EXERCISE:
Look through the listing below and report the lines that have the word "PartialEq" in them.

STUDY MATERIAL:
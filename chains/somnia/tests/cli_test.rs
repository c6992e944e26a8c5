use std::fs;
use std::process::{Command, Output};

fn run_in(dir: &std::path::Path, args: &[&str]) -> Output {
    Command::new(env!("CARGO_BIN_EXE_somnia-project"))
        .current_dir(dir)
        .args(args)
        .env("RUST_LOG", "info")
        .output()
        .expect("failed to launch binary")
}

#[test]
fn empty_key_file_exits_with_error() {
    let dir = tempfile::tempdir().unwrap();
    fs::write(dir.path().join("private_keys.txt"), "\n# no keys yet\n").unwrap();

    let output = run_in(dir.path(), &["--max-start-delay", "0"]);
    let stdout = String::from_utf8_lossy(&output.stdout);

    assert!(!output.status.success());
    assert!(stdout.contains("No private keys found"), "{stdout}");
    assert!(!stdout.contains("Starting worker pool"));
}

#[test]
fn missing_key_file_exits_with_error() {
    let dir = tempfile::tempdir().unwrap();

    let output = run_in(dir.path(), &["--keys", "absent.txt"]);
    let stdout = String::from_utf8_lossy(&output.stdout);

    assert!(!output.status.success());
    assert!(!stdout.contains("Starting worker pool"));
}

#[test]
fn zero_workers_is_rejected() {
    let dir = tempfile::tempdir().unwrap();
    fs::write(
        dir.path().join("private_keys.txt"),
        "4c0883a69102937d6231471b5dbb6204fe5129617082792ae468d01a3f362318\n",
    )
    .unwrap();

    let output = run_in(dir.path(), &["--workers", "0"]);
    assert!(!output.status.success());
    assert!(!String::from_utf8_lossy(&output.stdout).contains("Starting worker pool"));
}
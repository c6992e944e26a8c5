use crate::error::{ConfigError, WalletError};
use anyhow::{Context, Result};
use std::fmt;
use std::fs;
use std::path::Path;
use tracing::info;
use zeroize::{Zeroize, ZeroizeOnDrop};

/// Raw private key as read from disk. Wiped on drop, never printed.
#[derive(Clone, PartialEq, Eq, Zeroize, ZeroizeOnDrop)]
pub struct WalletKey(String);

impl WalletKey {
    pub fn new(raw: impl Into<String>) -> Self {
        Self(raw.into())
    }

    pub fn expose(&self) -> &str {
        &self.0
    }

    /// Returns the key without `0x` prefix after checking it is 32 bytes of hex.
    pub fn validated(&self) -> Result<&str, WalletError> {
        let hex = self.0.strip_prefix("0x").unwrap_or(&self.0);
        if !hex.chars().all(|c| c.is_ascii_hexdigit()) {
            return Err(WalletError::InvalidKeyFormat);
        }
        if hex.len() != 64 {
            return Err(WalletError::InvalidKeyLength { length: hex.len() });
        }
        Ok(hex)
    }
}

impl fmt::Debug for WalletKey {
    fn fmt(&self, f: &mut fmt::Formatter<'_>) -> fmt::Result {
        f.write_str("WalletKey(***REDACTED***)")
    }
}

pub struct WalletManager {
    keys: Vec<WalletKey>,
}

impl WalletManager {
    pub const PV_FILE: &'static str = "private_keys.txt";

    /// Loads one key per line; blank lines and `#` comments are skipped.
    /// Keys are not validated here so queue positions match file order.
    pub fn from_file(path: impl AsRef<Path>) -> Result<Self> {
        let path = path.as_ref();
        if !path.exists() {
            return Err(ConfigError::FileNotFound {
                path: path.display().to_string(),
            })
            .context("Failed to load private keys");
        }

        let content = fs::read_to_string(path).map_err(|e| ConfigError::IoError {
            path: path.display().to_string(),
            msg: e.to_string(),
        })?;

        let manager = Self::parse(&content);
        info!("Loaded {} keys from {}", manager.count(), path.display());
        Ok(manager)
    }

    pub fn parse(content: &str) -> Self {
        let keys = content
            .lines()
            .map(str::trim)
            .filter(|l| !l.is_empty() && !l.starts_with('#'))
            .map(WalletKey::new)
            .collect();
        Self { keys }
    }

    /// Returns the number of available wallets
    pub fn count(&self) -> usize {
        self.keys.len()
    }

    pub fn is_empty(&self) -> bool {
        self.keys.is_empty()
    }

    pub fn into_keys(self) -> Vec<WalletKey> {
        self.keys
    }
}
//! # Utilities Module
//!
//! Internal utility modules for the core-logic crate.
//! These modules are marked as `pub(crate)` to enforce API boundaries.

pub(crate) mod logger;
pub(crate) mod pacing;
pub(crate) mod proxy_manager;
pub(crate) mod runner;
pub(crate) mod wallet_manager;

// Selective exports - only public utilities
pub use logger::setup_logger;
#[cfg(any(test, feature = "testing"))]
pub use pacing::RecordingPacer;
pub use pacing::{Pacer, TokioPacer};
pub use proxy_manager::ProxyManager;
pub use runner::{PoolReport, WorkerRunner};
pub use wallet_manager::{WalletKey, WalletManager};
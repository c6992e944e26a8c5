use std::fmt;

/// The two faucet-mintable test tokens traded against each other.
#[derive(Debug, Clone, Copy, PartialEq, Eq, Hash)]
pub enum TestToken {
    Ping,
    Pong,
}

impl TestToken {
    pub fn symbol(&self) -> &'static str {
        match self {
            TestToken::Ping => "PING",
            TestToken::Pong => "PONG",
        }
    }

    pub fn other(&self) -> TestToken {
        match self {
            TestToken::Ping => TestToken::Pong,
            TestToken::Pong => TestToken::Ping,
        }
    }
}

impl fmt::Display for TestToken {
    fn fmt(&self, f: &mut fmt::Formatter<'_>) -> fmt::Result {
        f.write_str(self.symbol())
    }
}

#[derive(Debug, Clone, Copy, PartialEq, Eq)]
pub enum SwapDirection {
    PingToPong,
    PongToPing,
}

impl SwapDirection {
    pub fn token_in(&self) -> TestToken {
        match self {
            SwapDirection::PingToPong => TestToken::Ping,
            SwapDirection::PongToPing => TestToken::Pong,
        }
    }

    pub fn token_out(&self) -> TestToken {
        self.token_in().other()
    }
}

impl fmt::Display for SwapDirection {
    fn fmt(&self, f: &mut fmt::Formatter<'_>) -> fmt::Result {
        write!(f, "{}->{}", self.token_in(), self.token_out())
    }
}

#[cfg(test)]
mod tests {
    use super::*;

    #[test]
    fn directions_are_opposite() {
        assert_eq!(SwapDirection::PingToPong.token_out(), TestToken::Pong);
        assert_eq!(SwapDirection::PongToPing.token_out(), TestToken::Ping);
        assert_eq!(SwapDirection::PongToPing.to_string(), "PONG->PING");
    }
}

ANSWER BOX:
#[derive(Clone, PartialEq, Eq, Zeroize, ZeroizeOnDrop)]
#[derive(Debug, Clone, Copy, PartialEq, Eq, Hash)]
#[derive(Debug, Clone, Copy, PartialEq, Eq)]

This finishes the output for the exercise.